Your assignment - Transcribe the entries below without alteration.

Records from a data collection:
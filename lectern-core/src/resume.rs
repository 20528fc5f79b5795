//! Persisted reading position and the protocol that re-applies it after a restart.
//!
//! Resuming happens in two steps. At startup the stored [`PersistedSession`]
//! is offered to the reader. Accepting the offer only records a
//! [`PendingResume`]; the document itself has to be imported again, and the
//! pending intent is reconciled against whatever chapters that import yields.

use chrono::{DateTime, Utc};
use serde::{Deserialize, Serialize};

/// The reading coordinates written to local storage.
///
/// Never holds document bytes or chapter text.
#[derive(Debug, Clone, PartialEq, Eq, Serialize, Deserialize)]
pub struct PersistedSession {
    pub file_name: String,
    pub selected_chapter_idx: Option<usize>,
    pub current_word_idx: usize,
    pub show_chapters: bool,
    /// When this snapshot was written; absent in snapshots that were never saved
    #[serde(default, skip_serializing_if = "Option::is_none")]
    pub saved_at: Option<DateTime<Utc>>,
}

impl PersistedSession {
    /// Copy stamped with a save time.
    #[must_use]
    pub fn stamped(&self, saved_at: DateTime<Utc>) -> Self {
        Self {
            saved_at: Some(saved_at),
            ..self.clone()
        }
    }
}

/// A stored session presented to the reader at startup.
#[derive(Debug, Clone, PartialEq, Eq)]
pub struct ResumeOffer {
    pub session: PersistedSession,
}

impl ResumeOffer {
    #[must_use]
    pub const fn new(session: PersistedSession) -> Self {
        Self { session }
    }

    /// File the reader needs to supply again
    #[must_use]
    pub fn file_name(&self) -> &str {
        &self.session.file_name
    }

    /// Record the reader's intent to pick up where they left off.
    #[must_use]
    pub fn accept(&self) -> PendingResume {
        PendingResume {
            file_name: self.session.file_name.clone(),
            selected_chapter_idx: self.session.selected_chapter_idx,
            current_word_idx: self.session.current_word_idx,
            show_chapters: self.session.show_chapters,
        }
    }
}

/// Resume intent waiting for the next successful import.
#[derive(Debug, Clone, PartialEq, Eq)]
pub struct PendingResume {
    /// File the intent was recorded for
    pub file_name: String,
    pub selected_chapter_idx: Option<usize>,
    pub current_word_idx: usize,
    pub show_chapters: bool,
}

/// What to do with a freshly imported document.
#[derive(Debug, Clone, Copy, PartialEq, Eq)]
pub enum ResumePlan {
    /// Start at the first chapter
    Fresh,
    /// Select `chapter`, then move the cursor to `word_index` (clamped by the caller)
    Restore {
        chapter: usize,
        word_index: usize,
        show_chapters: bool,
    },
}

/// Decide how a successful import with `chapter_count` chapters starts.
///
/// The stored chapter index is a position in the chapter list; one that is out
/// of bounds for the new list discards the whole intent.
#[must_use]
pub fn reconcile(pending: Option<&PendingResume>, chapter_count: usize) -> ResumePlan {
    let Some(pending) = pending else {
        return ResumePlan::Fresh;
    };

    match pending.selected_chapter_idx {
        Some(chapter) if chapter < chapter_count => ResumePlan::Restore {
            chapter,
            word_index: pending.current_word_idx,
            show_chapters: pending.show_chapters,
        },
        _ => ResumePlan::Fresh,
    }
}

Result -
filename lectern-core/src/resume.rs
repository 20528fc5f79b5795
//! Persisted reading position and the protocol that re-applies it after a restart.
//!
//! Resuming happens in two steps. At startup the stored [`PersistedSession`]
//! is offered to the reader. Accepting the offer only records a
//! [`PendingResume`]; the document itself has to be imported again, and the
//! pending intent is reconciled against whatever chapters that import yields.

use chrono::{DateTime, Utc};
use serde::{Deserialize, Serialize};

/// The reading coordinates written to local storage.
///
/// Never holds document bytes or chapter text.
#[derive(Debug, Clone, PartialEq, Eq, Serialize, Deserialize)]
pub struct PersistedSession {
    pub file_name: String,
    pub selected_chapter_idx: Option<usize>,
    pub current_word_idx: usize,
    pub show_chapters: bool,
    /// When this snapshot was written; absent in snapshots that were never saved
    #[serde(default, skip_serializing_if = "Option::is_none")]
    pub saved_at: Option<DateTime<Utc>>,
}

impl PersistedSession {
    /// Copy stamped with a save time.
    #[must_use]
    pub fn stamped(&self, saved_at: DateTime<Utc>) -> Self {
        Self {
            saved_at: Some(saved_at),
            ..self.clone()
        }
    }
}

/// A stored session presented to the reader at startup.
#[derive(Debug, Clone, PartialEq, Eq)]
pub struct ResumeOffer {
    pub session: PersistedSession,
}

impl ResumeOffer {
    #[must_use]
    pub const fn new(session: PersistedSession) -> Self {
        Self { session }
    }

    /// File the reader needs to supply again
    #[must_use]
    pub fn file_name(&self) -> &str {
        &self.session.file_name
    }

    /// Record the reader's intent to pick up where they left off.
    #[must_use]
    pub fn accept(&self) -> PendingResume {
        PendingResume {
            file_name: self.session.file_name.clone(),
            selected_chapter_idx: self.session.selected_chapter_idx,
            current_word_idx: self.session.current_word_idx,
            show_chapters: self.session.show_chapters,
        }
    }
}

/// Resume intent waiting for the next successful import.
#[derive(Debug, Clone, PartialEq, Eq)]
pub struct PendingResume {
    /// File the intent was recorded for
    pub file_name: String,
    pub selected_chapter_idx: Option<usize>,
    pub current_word_idx: usize,
    pub show_chapters: bool,
}

/// What to do with a freshly imported document.
#[derive(Debug, Clone, Copy, PartialEq, Eq)]
pub enum ResumePlan {
    /// Start at the first chapter
    Fresh,
    /// Select `chapter`, then move the cursor to `word_index` (clamped by the caller)
    Restore {
        chapter: usize,
        word_index: usize,
        show_chapters: bool,
    },
}

/// Decide how a successful import with `chapter_count` chapters starts.
///
/// The stored chapter index is a position in the chapter list; one that is out
/// of bounds for the new list discards the whole intent.
#[must_use]
pub fn reconcile(pending: Option<&PendingResume>, chapter_count: usize) -> ResumePlan {
    let Some(pending) = pending else {
        return ResumePlan::Fresh;
    };

    match pending.selected_chapter_idx {
        Some(chapter) if chapter < chapter_count => ResumePlan::Restore {
            chapter,
            word_index: pending.current_word_idx,
            show_chapters: pending.show_chapters,
        },
        _ => ResumePlan::Fresh,
    }
}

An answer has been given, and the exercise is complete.